───── Data in this exercise ─────

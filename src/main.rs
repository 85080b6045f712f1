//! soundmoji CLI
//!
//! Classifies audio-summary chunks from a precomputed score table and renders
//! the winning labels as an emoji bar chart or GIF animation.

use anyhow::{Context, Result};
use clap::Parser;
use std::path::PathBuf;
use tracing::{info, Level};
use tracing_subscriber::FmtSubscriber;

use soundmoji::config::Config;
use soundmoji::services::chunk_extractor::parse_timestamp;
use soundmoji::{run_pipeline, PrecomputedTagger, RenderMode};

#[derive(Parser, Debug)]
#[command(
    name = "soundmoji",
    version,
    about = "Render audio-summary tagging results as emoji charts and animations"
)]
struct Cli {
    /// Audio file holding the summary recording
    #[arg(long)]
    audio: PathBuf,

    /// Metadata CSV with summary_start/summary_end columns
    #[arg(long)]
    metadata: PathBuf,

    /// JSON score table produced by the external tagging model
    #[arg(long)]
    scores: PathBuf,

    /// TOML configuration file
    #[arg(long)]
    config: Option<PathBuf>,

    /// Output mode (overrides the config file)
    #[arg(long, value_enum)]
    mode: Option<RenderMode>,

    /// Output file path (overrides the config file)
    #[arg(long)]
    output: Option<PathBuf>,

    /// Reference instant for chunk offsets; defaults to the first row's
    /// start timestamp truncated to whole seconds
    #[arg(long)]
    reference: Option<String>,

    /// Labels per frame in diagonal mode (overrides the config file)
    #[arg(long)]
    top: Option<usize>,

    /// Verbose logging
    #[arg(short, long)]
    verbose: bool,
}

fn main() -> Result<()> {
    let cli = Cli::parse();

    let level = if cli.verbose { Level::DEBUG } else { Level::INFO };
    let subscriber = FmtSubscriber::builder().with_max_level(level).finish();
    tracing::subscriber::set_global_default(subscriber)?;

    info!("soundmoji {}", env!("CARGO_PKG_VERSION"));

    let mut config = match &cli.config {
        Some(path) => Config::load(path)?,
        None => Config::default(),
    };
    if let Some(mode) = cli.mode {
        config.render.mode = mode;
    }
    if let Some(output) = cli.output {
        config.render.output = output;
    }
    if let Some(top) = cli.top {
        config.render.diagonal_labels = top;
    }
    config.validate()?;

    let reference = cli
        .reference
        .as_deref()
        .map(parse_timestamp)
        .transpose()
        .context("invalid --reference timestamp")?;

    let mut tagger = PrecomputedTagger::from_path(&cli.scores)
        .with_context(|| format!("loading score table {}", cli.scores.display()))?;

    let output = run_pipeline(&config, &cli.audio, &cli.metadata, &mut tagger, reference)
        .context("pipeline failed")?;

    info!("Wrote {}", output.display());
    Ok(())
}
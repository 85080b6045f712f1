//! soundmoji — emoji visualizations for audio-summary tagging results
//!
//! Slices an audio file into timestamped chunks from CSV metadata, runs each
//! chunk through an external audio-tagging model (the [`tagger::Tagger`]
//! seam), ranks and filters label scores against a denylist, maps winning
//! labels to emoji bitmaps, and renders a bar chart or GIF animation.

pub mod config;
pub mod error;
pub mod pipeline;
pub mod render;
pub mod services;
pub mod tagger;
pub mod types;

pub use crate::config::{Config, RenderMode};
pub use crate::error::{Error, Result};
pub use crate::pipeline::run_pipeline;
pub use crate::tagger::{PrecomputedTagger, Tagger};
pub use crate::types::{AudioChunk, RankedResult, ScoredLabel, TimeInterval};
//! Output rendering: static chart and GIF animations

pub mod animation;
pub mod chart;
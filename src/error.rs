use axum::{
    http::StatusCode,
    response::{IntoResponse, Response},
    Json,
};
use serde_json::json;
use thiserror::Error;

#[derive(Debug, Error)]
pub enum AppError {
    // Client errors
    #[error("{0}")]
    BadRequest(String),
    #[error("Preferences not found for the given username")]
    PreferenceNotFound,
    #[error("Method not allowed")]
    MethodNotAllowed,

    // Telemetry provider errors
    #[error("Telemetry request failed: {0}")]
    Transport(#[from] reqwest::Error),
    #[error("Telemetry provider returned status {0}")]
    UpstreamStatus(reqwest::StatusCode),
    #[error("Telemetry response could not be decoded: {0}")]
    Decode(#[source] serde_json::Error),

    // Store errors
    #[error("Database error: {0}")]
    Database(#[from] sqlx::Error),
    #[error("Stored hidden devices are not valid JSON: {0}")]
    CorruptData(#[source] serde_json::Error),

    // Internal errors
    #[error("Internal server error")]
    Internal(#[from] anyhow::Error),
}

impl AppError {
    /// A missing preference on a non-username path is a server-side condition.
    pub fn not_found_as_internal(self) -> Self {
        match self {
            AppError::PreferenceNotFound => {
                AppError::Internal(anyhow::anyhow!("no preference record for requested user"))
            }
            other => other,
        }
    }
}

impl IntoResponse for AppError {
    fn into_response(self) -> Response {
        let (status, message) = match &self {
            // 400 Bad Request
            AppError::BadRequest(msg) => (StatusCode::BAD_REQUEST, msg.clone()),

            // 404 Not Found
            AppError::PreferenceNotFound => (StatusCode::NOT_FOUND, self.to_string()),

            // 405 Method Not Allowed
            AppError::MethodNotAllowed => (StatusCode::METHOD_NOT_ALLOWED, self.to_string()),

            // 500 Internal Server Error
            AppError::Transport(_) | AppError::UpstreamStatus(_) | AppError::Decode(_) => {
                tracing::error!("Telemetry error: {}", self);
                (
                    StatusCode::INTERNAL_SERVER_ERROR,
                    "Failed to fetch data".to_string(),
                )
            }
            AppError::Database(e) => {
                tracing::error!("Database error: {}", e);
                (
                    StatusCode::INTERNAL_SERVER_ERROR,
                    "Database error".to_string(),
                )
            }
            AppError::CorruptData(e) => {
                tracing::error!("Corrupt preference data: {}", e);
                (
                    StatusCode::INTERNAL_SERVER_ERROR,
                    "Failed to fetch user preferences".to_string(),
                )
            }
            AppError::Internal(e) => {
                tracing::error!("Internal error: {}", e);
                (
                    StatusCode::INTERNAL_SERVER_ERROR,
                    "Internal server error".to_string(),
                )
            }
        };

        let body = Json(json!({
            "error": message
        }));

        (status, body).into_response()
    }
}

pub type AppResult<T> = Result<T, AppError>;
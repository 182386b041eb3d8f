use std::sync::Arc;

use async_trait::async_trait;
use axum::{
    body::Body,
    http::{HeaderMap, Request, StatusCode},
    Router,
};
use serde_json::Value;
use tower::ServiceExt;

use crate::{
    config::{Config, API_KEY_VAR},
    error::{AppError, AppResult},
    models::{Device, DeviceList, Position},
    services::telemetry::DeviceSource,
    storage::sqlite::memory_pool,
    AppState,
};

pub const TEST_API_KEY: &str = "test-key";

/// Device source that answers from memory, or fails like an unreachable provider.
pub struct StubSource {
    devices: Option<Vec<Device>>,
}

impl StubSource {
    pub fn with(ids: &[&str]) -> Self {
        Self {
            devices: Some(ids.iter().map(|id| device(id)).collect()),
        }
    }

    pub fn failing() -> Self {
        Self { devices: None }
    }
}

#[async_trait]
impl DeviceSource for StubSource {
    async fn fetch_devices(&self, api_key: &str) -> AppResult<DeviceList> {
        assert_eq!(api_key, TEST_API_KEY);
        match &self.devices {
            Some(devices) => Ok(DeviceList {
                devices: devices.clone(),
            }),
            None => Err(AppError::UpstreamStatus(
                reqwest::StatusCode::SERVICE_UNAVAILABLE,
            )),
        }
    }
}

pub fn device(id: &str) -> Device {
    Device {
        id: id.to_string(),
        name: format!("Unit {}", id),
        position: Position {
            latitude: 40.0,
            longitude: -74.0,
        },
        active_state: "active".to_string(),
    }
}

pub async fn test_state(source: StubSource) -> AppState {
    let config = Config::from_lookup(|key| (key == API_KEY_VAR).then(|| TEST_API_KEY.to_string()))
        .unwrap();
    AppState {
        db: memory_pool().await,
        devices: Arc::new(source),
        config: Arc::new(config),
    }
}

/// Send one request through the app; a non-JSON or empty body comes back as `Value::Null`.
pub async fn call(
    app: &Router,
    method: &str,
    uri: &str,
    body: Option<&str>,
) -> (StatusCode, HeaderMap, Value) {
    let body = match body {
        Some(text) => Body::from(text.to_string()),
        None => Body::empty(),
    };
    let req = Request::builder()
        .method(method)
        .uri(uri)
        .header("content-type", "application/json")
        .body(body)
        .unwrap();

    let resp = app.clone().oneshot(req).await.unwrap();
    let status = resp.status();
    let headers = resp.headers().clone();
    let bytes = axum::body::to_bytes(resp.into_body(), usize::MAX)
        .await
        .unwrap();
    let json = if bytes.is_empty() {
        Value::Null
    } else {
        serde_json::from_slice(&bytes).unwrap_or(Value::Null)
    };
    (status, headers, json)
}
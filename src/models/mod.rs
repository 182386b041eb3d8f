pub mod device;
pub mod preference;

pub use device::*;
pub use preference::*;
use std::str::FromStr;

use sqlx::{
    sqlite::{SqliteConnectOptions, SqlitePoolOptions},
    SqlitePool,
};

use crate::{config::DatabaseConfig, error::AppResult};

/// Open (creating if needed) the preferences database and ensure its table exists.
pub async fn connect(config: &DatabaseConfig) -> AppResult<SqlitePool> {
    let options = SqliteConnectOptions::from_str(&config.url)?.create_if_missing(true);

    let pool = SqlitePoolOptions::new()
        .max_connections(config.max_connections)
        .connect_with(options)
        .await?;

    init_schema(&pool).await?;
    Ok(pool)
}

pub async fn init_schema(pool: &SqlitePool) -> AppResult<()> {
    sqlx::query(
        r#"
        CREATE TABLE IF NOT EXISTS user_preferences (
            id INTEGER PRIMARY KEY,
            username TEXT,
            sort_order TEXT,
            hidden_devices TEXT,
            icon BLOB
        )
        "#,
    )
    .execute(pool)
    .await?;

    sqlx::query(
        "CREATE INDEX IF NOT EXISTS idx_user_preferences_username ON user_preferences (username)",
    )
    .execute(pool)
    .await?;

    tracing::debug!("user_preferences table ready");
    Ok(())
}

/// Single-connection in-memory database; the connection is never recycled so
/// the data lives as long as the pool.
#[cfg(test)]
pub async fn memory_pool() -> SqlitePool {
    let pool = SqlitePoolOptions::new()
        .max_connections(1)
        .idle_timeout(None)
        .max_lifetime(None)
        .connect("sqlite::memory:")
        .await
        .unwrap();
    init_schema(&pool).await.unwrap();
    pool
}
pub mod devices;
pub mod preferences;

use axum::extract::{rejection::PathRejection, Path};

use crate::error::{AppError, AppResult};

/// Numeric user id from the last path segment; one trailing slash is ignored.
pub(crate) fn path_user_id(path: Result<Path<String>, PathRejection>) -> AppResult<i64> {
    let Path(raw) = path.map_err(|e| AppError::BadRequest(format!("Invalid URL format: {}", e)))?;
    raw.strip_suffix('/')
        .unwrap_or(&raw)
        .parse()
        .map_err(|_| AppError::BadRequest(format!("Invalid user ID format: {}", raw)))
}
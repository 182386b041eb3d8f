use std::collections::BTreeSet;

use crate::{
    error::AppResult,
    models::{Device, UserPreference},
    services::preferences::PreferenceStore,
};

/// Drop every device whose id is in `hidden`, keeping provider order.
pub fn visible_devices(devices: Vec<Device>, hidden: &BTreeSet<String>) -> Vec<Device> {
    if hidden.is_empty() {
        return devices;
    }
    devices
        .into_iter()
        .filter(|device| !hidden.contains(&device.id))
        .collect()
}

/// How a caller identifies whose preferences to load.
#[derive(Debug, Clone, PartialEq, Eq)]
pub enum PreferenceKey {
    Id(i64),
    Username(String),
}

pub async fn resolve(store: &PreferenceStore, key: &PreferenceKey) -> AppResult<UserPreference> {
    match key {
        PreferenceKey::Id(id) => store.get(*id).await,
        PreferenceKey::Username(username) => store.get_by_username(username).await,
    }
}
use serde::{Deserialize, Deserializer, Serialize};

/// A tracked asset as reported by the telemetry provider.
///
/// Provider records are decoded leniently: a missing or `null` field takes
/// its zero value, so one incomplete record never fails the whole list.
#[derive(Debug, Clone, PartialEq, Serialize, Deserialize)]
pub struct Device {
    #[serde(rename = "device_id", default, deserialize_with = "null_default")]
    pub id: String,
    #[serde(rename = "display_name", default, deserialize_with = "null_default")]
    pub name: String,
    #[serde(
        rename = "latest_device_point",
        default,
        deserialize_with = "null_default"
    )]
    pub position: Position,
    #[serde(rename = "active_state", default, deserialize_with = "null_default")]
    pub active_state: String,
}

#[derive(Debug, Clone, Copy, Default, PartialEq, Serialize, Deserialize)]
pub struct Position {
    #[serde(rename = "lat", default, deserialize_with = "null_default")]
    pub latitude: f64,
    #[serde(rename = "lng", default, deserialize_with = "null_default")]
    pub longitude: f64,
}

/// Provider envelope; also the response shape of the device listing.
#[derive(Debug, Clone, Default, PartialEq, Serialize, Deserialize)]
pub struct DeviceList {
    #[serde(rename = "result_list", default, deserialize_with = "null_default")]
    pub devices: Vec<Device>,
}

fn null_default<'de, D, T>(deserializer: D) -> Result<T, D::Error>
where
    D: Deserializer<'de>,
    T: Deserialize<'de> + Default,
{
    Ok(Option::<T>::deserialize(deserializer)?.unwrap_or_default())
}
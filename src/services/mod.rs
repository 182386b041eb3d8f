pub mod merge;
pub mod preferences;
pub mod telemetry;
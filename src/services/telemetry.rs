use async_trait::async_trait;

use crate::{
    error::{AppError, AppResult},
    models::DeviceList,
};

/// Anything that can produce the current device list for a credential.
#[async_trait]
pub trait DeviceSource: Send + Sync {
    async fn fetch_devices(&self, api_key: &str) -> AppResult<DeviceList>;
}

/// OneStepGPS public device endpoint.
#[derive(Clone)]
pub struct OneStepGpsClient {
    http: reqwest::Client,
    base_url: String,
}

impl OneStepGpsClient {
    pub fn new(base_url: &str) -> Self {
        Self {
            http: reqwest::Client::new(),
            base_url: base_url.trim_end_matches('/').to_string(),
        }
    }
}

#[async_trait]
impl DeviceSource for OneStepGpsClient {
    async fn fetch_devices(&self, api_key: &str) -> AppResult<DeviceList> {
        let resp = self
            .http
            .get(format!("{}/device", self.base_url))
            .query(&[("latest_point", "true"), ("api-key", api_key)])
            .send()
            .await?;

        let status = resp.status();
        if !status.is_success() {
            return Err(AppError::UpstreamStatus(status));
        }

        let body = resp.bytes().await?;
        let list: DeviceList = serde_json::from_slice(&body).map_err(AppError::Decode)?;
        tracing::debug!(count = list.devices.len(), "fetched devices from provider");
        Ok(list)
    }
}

─────

Work to be completed
Answer with one number only: how many lines in the data contain the word "decoded"?

Written answer
2